ASSIGNMENT: Reproduce every line in the listing that contains the word "listener".

ENTRIES PROVIDED:
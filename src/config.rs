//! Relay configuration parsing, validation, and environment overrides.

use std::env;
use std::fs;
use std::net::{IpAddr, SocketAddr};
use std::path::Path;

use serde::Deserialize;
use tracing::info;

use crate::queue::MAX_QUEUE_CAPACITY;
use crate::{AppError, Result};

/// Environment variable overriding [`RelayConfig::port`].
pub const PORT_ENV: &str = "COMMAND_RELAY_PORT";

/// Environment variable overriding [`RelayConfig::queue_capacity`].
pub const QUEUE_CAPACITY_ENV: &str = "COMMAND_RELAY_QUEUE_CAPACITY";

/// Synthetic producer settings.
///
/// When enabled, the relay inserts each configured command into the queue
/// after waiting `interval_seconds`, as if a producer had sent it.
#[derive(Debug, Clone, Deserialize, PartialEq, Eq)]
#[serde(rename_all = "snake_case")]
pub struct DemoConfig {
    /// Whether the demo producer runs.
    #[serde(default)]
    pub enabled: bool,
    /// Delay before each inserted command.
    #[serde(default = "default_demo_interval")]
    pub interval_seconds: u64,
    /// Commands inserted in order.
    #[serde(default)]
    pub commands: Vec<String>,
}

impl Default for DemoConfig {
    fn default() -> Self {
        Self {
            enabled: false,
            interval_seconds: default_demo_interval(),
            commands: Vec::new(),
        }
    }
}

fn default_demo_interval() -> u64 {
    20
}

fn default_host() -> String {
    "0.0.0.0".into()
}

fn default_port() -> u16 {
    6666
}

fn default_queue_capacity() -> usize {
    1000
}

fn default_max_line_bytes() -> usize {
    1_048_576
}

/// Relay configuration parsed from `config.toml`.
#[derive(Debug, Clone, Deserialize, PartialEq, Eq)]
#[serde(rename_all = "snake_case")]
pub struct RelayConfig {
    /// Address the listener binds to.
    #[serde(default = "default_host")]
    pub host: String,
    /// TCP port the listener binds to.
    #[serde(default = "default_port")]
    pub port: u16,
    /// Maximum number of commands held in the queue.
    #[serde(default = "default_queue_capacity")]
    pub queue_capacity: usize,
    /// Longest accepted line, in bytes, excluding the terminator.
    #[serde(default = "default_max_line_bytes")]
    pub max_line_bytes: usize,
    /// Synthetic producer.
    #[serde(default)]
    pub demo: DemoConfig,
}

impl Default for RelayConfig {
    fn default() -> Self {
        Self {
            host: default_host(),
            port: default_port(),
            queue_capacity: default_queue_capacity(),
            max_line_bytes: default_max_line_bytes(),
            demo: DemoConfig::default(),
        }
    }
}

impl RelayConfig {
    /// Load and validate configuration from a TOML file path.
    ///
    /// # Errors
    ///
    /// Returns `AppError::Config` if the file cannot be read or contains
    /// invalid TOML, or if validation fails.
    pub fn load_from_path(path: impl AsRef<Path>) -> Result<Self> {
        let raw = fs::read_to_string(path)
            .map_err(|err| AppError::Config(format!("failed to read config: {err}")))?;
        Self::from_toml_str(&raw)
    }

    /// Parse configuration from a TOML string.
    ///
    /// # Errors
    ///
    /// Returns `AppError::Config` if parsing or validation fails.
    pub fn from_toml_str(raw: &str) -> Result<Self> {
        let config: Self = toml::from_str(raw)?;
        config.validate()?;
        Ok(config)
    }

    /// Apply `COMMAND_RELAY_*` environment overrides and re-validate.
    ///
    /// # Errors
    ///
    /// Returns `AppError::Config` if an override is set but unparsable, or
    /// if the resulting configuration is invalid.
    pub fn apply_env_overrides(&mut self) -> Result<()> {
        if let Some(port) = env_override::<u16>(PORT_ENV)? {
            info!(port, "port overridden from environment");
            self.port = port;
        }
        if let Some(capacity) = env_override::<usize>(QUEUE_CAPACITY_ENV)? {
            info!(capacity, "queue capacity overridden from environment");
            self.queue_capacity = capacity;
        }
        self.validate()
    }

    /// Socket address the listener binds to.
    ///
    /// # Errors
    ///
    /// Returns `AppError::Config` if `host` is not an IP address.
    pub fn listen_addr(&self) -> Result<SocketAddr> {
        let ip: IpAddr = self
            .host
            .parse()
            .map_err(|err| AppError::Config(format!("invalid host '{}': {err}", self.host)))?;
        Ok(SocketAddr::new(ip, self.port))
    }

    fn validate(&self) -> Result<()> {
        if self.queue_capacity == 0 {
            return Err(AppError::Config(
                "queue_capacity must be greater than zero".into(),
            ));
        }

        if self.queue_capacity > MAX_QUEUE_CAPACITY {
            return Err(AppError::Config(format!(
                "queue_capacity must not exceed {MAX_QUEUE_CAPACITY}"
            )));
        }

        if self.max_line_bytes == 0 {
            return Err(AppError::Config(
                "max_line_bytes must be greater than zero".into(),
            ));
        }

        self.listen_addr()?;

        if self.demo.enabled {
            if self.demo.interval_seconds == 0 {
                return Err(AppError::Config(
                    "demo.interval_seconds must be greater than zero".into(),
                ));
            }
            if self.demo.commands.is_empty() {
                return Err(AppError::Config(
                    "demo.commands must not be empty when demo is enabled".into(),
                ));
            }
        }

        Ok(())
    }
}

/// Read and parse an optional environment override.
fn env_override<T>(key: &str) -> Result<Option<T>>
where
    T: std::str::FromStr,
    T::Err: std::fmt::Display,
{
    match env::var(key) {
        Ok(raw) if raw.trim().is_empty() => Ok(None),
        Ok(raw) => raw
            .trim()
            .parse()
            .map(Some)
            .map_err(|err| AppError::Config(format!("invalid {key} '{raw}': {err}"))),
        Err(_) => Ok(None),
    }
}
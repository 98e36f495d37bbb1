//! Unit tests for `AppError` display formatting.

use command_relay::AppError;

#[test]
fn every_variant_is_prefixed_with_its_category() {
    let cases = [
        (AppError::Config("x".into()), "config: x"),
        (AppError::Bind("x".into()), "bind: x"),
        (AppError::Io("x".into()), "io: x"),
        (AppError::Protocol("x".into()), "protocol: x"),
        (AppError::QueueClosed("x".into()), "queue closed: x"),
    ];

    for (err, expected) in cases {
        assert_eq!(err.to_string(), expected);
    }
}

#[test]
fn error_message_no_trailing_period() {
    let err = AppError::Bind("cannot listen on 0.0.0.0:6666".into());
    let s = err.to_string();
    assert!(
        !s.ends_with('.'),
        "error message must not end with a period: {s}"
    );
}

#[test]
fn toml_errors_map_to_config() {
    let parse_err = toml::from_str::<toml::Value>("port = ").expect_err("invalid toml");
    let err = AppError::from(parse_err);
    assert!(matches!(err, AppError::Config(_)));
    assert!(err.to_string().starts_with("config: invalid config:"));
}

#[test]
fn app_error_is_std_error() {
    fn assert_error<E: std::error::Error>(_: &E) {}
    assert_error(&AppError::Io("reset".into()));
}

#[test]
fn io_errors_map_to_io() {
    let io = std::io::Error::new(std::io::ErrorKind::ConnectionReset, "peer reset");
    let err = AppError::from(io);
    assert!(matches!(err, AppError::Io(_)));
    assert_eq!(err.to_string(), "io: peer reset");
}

EXERCISE RESPONSE:
    /// Address the listener binds to.
    /// TCP port the listener binds to.
    /// Socket address the listener binds to.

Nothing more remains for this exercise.